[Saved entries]
====================
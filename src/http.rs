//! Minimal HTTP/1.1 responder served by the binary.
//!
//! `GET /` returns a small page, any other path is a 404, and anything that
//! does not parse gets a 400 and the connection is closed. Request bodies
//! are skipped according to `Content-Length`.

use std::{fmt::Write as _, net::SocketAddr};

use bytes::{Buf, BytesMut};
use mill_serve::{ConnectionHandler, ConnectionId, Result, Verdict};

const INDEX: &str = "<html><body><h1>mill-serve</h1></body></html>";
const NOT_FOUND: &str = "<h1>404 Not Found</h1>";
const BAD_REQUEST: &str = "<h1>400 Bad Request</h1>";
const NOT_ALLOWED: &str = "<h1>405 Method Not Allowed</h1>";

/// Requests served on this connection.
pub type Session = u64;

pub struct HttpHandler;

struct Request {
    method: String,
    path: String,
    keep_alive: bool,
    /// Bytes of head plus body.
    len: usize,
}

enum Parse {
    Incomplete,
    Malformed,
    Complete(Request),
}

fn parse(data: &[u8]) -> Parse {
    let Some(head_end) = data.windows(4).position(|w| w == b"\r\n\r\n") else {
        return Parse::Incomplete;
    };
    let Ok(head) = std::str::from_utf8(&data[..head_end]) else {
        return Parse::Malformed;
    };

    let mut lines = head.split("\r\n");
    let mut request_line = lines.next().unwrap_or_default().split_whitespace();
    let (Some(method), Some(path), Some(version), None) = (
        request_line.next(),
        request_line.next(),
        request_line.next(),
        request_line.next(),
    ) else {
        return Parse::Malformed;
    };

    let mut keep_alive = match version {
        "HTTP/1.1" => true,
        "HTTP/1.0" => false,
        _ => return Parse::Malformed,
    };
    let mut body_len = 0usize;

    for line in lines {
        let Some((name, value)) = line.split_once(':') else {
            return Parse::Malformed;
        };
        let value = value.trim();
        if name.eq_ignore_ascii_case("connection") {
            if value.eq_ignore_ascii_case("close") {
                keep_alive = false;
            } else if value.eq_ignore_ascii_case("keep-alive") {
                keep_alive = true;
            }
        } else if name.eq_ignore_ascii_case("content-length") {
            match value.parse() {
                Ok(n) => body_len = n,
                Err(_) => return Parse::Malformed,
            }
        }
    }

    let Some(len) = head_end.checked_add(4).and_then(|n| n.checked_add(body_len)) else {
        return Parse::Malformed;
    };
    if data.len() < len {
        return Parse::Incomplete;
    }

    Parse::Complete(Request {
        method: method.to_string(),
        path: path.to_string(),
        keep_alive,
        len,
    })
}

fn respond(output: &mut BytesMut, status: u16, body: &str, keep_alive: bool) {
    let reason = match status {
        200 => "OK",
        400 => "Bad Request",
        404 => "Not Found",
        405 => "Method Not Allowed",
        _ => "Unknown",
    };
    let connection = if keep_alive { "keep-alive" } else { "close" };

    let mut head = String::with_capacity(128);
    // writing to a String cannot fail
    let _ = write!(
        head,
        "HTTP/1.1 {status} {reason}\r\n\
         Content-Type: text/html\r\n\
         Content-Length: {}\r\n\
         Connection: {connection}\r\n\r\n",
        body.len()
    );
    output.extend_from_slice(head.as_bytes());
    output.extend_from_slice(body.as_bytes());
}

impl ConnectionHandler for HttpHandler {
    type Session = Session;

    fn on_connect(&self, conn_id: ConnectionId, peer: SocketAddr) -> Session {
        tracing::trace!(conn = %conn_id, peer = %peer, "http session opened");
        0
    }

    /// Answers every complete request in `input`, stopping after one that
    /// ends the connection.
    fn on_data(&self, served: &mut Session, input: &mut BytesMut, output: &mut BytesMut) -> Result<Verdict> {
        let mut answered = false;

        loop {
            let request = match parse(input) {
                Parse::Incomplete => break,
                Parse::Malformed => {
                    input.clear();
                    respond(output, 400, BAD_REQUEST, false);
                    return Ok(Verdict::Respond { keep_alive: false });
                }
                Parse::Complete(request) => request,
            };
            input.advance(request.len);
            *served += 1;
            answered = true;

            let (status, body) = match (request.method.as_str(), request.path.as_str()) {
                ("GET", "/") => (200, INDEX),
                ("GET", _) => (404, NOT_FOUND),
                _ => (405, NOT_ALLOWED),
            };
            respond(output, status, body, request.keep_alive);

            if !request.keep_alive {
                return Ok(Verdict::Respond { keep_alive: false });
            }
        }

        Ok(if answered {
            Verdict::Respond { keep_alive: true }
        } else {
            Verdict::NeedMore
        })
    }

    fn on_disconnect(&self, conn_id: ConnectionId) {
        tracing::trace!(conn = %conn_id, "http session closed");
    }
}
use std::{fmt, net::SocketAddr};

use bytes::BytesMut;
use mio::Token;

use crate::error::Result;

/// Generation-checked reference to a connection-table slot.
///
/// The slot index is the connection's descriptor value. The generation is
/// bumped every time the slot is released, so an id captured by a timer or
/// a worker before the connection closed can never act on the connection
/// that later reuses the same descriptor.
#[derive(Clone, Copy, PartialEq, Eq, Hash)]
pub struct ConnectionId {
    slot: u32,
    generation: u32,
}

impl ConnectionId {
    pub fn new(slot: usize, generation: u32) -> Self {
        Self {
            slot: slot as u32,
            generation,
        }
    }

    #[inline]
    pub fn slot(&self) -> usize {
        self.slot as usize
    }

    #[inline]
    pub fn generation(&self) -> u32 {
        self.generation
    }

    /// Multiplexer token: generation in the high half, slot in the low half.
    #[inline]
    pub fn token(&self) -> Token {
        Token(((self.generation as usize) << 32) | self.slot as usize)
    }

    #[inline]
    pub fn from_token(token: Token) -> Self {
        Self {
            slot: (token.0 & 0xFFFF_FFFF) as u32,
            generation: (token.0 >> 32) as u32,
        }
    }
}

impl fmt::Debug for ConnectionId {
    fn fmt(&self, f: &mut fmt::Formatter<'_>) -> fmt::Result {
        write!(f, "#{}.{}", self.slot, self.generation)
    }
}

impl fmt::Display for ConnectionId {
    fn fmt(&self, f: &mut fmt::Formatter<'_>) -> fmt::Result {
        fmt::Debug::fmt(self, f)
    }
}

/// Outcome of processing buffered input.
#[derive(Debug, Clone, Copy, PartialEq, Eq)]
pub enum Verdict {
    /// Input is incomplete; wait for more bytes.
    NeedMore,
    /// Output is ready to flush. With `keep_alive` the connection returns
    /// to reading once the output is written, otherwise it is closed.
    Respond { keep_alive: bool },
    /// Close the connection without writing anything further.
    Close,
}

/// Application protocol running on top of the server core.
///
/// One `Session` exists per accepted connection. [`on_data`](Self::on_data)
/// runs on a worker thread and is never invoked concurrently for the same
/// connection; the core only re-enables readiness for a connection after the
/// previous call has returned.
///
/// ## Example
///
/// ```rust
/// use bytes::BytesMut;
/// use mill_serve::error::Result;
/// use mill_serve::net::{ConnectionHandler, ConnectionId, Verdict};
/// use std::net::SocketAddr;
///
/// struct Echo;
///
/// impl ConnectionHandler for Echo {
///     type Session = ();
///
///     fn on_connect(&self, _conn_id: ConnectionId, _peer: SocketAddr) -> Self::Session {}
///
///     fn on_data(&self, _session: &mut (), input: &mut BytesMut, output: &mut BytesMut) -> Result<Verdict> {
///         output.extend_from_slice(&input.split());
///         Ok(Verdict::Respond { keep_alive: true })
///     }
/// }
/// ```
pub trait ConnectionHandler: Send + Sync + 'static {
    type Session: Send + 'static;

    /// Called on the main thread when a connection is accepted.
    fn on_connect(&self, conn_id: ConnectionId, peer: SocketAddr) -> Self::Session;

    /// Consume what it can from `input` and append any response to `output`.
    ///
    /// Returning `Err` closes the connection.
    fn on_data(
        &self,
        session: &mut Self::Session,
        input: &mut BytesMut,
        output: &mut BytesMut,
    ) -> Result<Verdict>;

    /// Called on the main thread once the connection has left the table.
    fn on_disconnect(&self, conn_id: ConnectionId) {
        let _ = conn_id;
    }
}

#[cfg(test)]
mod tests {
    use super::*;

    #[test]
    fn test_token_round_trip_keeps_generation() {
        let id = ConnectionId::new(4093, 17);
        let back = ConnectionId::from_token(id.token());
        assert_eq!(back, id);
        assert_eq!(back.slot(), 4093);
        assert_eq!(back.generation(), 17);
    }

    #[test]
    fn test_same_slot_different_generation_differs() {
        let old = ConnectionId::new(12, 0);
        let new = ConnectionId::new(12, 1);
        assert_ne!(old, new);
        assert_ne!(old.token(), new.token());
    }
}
====================
- EXERCISE GOAL -
Gather up, from the records above, each line where the word "error" appears.

- COMPLETED TASK -
use crate::error::Result;
/// use mill_serve::error::Result;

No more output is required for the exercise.